Malgré tout, son moral est bon. «Je ne peux lire ou écrire, mais je peux encore jouer aux cartes. Une chance que j’ai ça! Ça m’empêche de penser au cancer. J’ai de bonnes amies à qui je peux parler», confie-t-elle à Geneviève.
Bien plus que ses cancers, c’est bel et bien d’avoir pris du poids qui la taraude. «C’est drôle, je m’en fais plus pour ma grosseur que pour les traitements!» Elle a besoin de vêtements plus grands, plus chauds pour l’hiver. Geneviève lui propose d’arranger une sortie au magasin avec les gens de Remue-ménage, un organisme à but non lucratif qui fournit des services de soutien à domicile à Gatineau. C’est ce même organisme qui vient lui donner un bain, faire la lessive et la commande d’épicerie.

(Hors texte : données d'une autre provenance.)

//! Thumbnail sourcing, resolution order, and image helpers.
//!
//! # Design
//! - The first source that yields an image wins: custom, persistent owner
//!   thumbnail, sidecar file, embedded audio cover, generated screenshot.
//! - Every resolved thumbnail records its origin so the sender knows which
//!   ones it created for a single send and must delete afterwards.

use std::path::{Path, PathBuf};

use image::ImageFormat;
use tracing::{debug, error, warn};
use uplink_core::{MediaTraits, ThumbnailSource, Thumbnailer};
use uuid::Uuid;

use crate::cleanup::{SIDECAR_THUMB_DIR_NAME, remove_if_exists};
use crate::error::{EngineError, EngineResult};

/// Dimensions reported for videos sent without a thumbnail.
pub const DEFAULT_DIMENSIONS: (u32, u32) = (480, 320);

/// Where a thumbnail came from.
#[derive(Debug, Clone, Copy, PartialEq, Eq)]
pub enum ThumbnailOrigin {
    /// Owner-supplied link or URL, fetched once per job.
    Custom,
    /// `<thumbnail_dir>/<owner_id>.jpg`, never deleted.
    Persistent,
    /// Colocated sidecar produced by the download stage.
    Sidecar,
    /// Cover art extracted from an audio file.
    AudioCover,
    /// Frame captured from a video.
    Screenshot,
}

impl ThumbnailOrigin {
    /// Whether the thumbnail exists only for the current send.
    #[must_use]
    pub const fn is_disposable(self) -> bool {
        matches!(self, Self::Sidecar | Self::AudioCover | Self::Screenshot)
    }
}

/// Thumbnail chosen for one send.
#[derive(Debug, Clone, PartialEq, Eq)]
pub struct ResolvedThumbnail {
    /// Image path.
    pub path: PathBuf,
    /// Source of the image.
    pub origin: ThumbnailOrigin,
}

impl ResolvedThumbnail {
    const fn new(path: PathBuf, origin: ThumbnailOrigin) -> Self {
        Self { path, origin }
    }
}

/// Classify a custom thumbnail string.
#[must_use]
pub fn parse_thumbnail_source(raw: &str) -> Option<ThumbnailSource> {
    let raw = raw.trim();
    let lowered = raw.to_ascii_lowercase();
    let is_message_link = lowered.starts_with("tg://openmessage")
        || ["https://t.me/", "http://t.me/", "https://telegram.me/", "https://telegram.dog/"]
            .iter()
            .any(|prefix| lowered.starts_with(prefix));
    if is_message_link {
        return Some(ThumbnailSource::MessageLink {
            link: raw.to_string(),
        });
    }
    if lowered.starts_with("https://") || lowered.starts_with("http://") {
        return Some(ThumbnailSource::Url {
            url: raw.to_string(),
        });
    }
    None
}

/// Re-encode any supported image as an RGB JPEG at `dest`.
///
/// # Errors
///
/// Returns [`EngineError::Thumbnail`] when the image cannot be decoded or written.
pub fn reencode_jpeg(src: &Path, dest: &Path) -> EngineResult<()> {
    let decoded = image::open(src).map_err(|source| EngineError::Thumbnail {
        path: src.to_path_buf(),
        source,
    })?;
    decoded
        .to_rgb8()
        .save_with_format(dest, ImageFormat::Jpeg)
        .map_err(|source| EngineError::Thumbnail {
            path: dest.to_path_buf(),
            source,
        })
}

/// Fetch the owner's custom thumbnail once and store it as a JPEG under `dir`.
///
/// Invalid or unreachable sources are logged and yield `None`.
pub async fn fetch_custom_thumbnail(
    thumbnailer: &dyn Thumbnailer,
    raw: &str,
    dir: &Path,
) -> Option<PathBuf> {
    let Some(source) = parse_thumbnail_source(raw) else {
        error!(thumbnail = %raw, "custom thumbnail is neither a message link nor a URL");
        return None;
    };
    let downloaded = match thumbnailer.fetch_image(&source).await {
        Ok(path) => path,
        Err(err) => {
            error!(error = %err, "custom thumbnail could not be fetched");
            return None;
        }
    };
    if let Err(err) = tokio::fs::create_dir_all(dir).await {
        error!(path = %dir.display(), error = %err, "thumbnail directory unavailable");
        return None;
    }
    let dest = dir.join(format!("custom-{}.jpg", Uuid::new_v4()));
    let (src, target) = (downloaded.clone(), dest.clone());
    let encoded = tokio::task::spawn_blocking(move || reencode_jpeg(&src, &target))
        .await
        .map_err(|source| EngineError::join("reencode_jpeg", source))
        .and_then(|result| result);
    if let Err(err) = remove_if_exists(&downloaded).await {
        warn!(error = %err, "downloaded thumbnail could not be removed");
    }
    match encoded {
        Ok(()) => {
            debug!(path = %dest.display(), "custom thumbnail ready");
            Some(dest)
        }
        Err(err) => {
            error!(error = %err, "custom thumbnail is not a usable image");
            None
        }
    }
}

/// Width and height of `thumbnail`, or [`DEFAULT_DIMENSIONS`] when absent or unreadable.
#[must_use]
pub fn thumbnail_dimensions(thumbnail: Option<&Path>) -> (u32, u32) {
    let Some(path) = thumbnail else {
        return DEFAULT_DIMENSIONS;
    };
    match image::image_dimensions(path) {
        Ok(dimensions) => dimensions,
        Err(err) => {
            warn!(path = %path.display(), error = %err, "thumbnail dimensions unreadable");
            DEFAULT_DIMENSIONS
        }
    }
}

/// Sidecar thumbnail location for `file_name` below the job root.
#[must_use]
pub fn sidecar_thumbnail(root: &Path, file_name: &str) -> PathBuf {
    let stem = Path::new(file_name)
        .file_stem()
        .map_or_else(|| file_name.to_string(), |stem| stem.to_string_lossy().into_owned());
    root.join(SIDECAR_THUMB_DIR_NAME).join(format!("{stem}.jpg"))
}

/// Job-wide thumbnail sources.
#[derive(Debug, Clone, Default)]
pub struct ThumbnailSources {
    /// Custom thumbnail fetched at job start.
    pub custom: Option<PathBuf>,
    /// Persistent owner thumbnail.
    pub persistent: Option<PathBuf>,
    /// Job root, where sidecars live.
    pub root: PathBuf,
}

impl ThumbnailSources {
    /// Resolve the thumbnail that does not require a screenshot.
    ///
    /// # Errors
    ///
    /// Returns an error when cover extraction fails unexpectedly.
    pub async fn resolve(
        &self,
        thumbnailer: &dyn Thumbnailer,
        path: &Path,
        file_name: &str,
        traits: MediaTraits,
    ) -> EngineResult<Option<ResolvedThumbnail>> {
        if let Some(custom) = existing(self.custom.as_deref()).await {
            return Ok(Some(ResolvedThumbnail::new(custom, ThumbnailOrigin::Custom)));
        }
        if let Some(persistent) = existing(self.persistent.as_deref()).await {
            return Ok(Some(ResolvedThumbnail::new(
                persistent,
                ThumbnailOrigin::Persistent,
            )));
        }
        if traits.image {
            return Ok(None);
        }
        let sidecar = sidecar_thumbnail(&self.root, file_name);
        if let Some(sidecar) = existing(Some(&sidecar)).await {
            return Ok(Some(ResolvedThumbnail::new(sidecar, ThumbnailOrigin::Sidecar)));
        }
        if traits.is_audio_only() {
            let cover = thumbnailer
                .audio_cover(path)
                .await
                .map_err(|source| EngineError::collaborator("audio_cover", source))?;
            return Ok(cover.map(|cover| ResolvedThumbnail::new(cover, ThumbnailOrigin::AudioCover)));
        }
        Ok(None)
    }
}

/// Capture a screenshot for a video that has no thumbnail yet.
///
/// # Errors
///
/// Returns an error when the thumbnailer fails.
pub async fn screenshot(
    thumbnailer: &dyn Thumbnailer,
    path: &Path,
    duration: Option<u64>,
) -> EngineResult<Option<ResolvedThumbnail>> {
    let shot = thumbnailer
        .screenshot(path, duration)
        .await
        .map_err(|source| EngineError::collaborator("screenshot", source))?;
    Ok(shot.map(|shot| ResolvedThumbnail::new(shot, ThumbnailOrigin::Screenshot)))
}

async fn existing(path: Option<&Path>) -> Option<PathBuf> {
    let path = path?;
    tokio::fs::try_exists(path)
        .await
        .ok()
        .filter(|exists| *exists)
        .map(|_| path.to_path_buf())
}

L’entrevue dure 45 minutes. Geneviève écoute, prend des notes, s’assure que les besoins de base sont comblés. Réussit-elle à s’habiller le matin? Oui, mais c’est dur, répond la dame. Pourquoi ne pas demander de l’aide? Parce qu’ici, il faut payer pour tout, vous savez…
La fin de l’entrevue prend un tour émotif. La dame évoque son divorce. Elle remercie le CLSC de l’avoir aidée à se sécuriser et à se réorganiser après la rupture. Alors que nous partions, elle exprime ce souhait déchirant: celui de mourir ici même, à la résidence. Dans ce chez-soi minuscule, mais réconfortant.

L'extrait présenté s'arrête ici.